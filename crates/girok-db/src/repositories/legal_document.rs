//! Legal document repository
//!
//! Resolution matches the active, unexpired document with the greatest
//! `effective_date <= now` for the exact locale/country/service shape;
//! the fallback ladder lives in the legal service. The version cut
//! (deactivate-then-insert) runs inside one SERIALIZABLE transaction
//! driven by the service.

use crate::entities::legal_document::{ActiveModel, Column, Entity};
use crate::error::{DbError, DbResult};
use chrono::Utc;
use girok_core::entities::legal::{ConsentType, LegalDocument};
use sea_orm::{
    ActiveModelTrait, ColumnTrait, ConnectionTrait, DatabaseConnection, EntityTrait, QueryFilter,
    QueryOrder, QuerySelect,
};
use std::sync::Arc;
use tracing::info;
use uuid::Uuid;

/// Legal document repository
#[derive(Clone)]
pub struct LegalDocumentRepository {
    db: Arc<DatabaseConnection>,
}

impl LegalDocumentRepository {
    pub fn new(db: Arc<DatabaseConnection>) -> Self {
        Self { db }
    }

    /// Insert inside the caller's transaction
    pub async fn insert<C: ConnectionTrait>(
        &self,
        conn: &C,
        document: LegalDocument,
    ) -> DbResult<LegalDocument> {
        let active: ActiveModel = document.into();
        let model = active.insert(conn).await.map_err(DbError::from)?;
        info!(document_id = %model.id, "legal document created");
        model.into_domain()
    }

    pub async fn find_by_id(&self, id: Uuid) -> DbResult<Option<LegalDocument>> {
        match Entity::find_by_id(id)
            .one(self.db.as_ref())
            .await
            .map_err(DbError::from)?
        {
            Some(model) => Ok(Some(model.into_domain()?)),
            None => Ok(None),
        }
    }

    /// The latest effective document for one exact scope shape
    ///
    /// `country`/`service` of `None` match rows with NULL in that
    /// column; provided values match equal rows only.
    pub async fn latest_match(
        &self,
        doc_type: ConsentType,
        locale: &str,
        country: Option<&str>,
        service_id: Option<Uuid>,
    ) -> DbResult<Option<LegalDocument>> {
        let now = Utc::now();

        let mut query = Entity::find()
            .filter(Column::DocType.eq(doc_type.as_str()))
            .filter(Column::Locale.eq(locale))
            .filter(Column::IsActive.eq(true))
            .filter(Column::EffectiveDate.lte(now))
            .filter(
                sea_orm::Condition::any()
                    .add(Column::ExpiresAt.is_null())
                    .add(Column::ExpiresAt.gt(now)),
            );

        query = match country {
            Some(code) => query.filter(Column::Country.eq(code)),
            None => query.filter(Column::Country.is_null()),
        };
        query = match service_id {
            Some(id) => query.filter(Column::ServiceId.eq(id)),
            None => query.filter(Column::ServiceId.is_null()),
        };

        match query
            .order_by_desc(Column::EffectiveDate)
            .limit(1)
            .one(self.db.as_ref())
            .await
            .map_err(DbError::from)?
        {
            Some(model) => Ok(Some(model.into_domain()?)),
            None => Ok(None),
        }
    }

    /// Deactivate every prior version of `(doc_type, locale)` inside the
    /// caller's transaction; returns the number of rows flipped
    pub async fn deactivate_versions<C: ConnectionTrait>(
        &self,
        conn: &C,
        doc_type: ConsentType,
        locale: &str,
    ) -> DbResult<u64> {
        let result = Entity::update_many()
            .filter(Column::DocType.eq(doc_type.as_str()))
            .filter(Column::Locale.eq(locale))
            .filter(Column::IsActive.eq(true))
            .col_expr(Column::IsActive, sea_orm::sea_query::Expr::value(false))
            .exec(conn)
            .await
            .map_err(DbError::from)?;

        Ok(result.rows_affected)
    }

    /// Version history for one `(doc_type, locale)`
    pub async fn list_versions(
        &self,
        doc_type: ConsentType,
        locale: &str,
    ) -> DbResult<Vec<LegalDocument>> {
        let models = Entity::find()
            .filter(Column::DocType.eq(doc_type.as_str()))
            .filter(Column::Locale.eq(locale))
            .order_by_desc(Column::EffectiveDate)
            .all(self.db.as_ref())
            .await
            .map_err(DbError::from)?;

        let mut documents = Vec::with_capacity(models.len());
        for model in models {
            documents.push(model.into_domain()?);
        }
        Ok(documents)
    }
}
══════
What you are asked to do:
Only lines holding the word "DbResult" are wanted here; copy each from the listing.

Written solution:
use crate::error::{DbError, DbResult};
    ) -> DbResult<LegalDocument> {
    pub async fn find_by_id(&self, id: Uuid) -> DbResult<Option<LegalDocument>> {
    ) -> DbResult<Option<LegalDocument>> {
    ) -> DbResult<u64> {
    ) -> DbResult<Vec<LegalDocument>> {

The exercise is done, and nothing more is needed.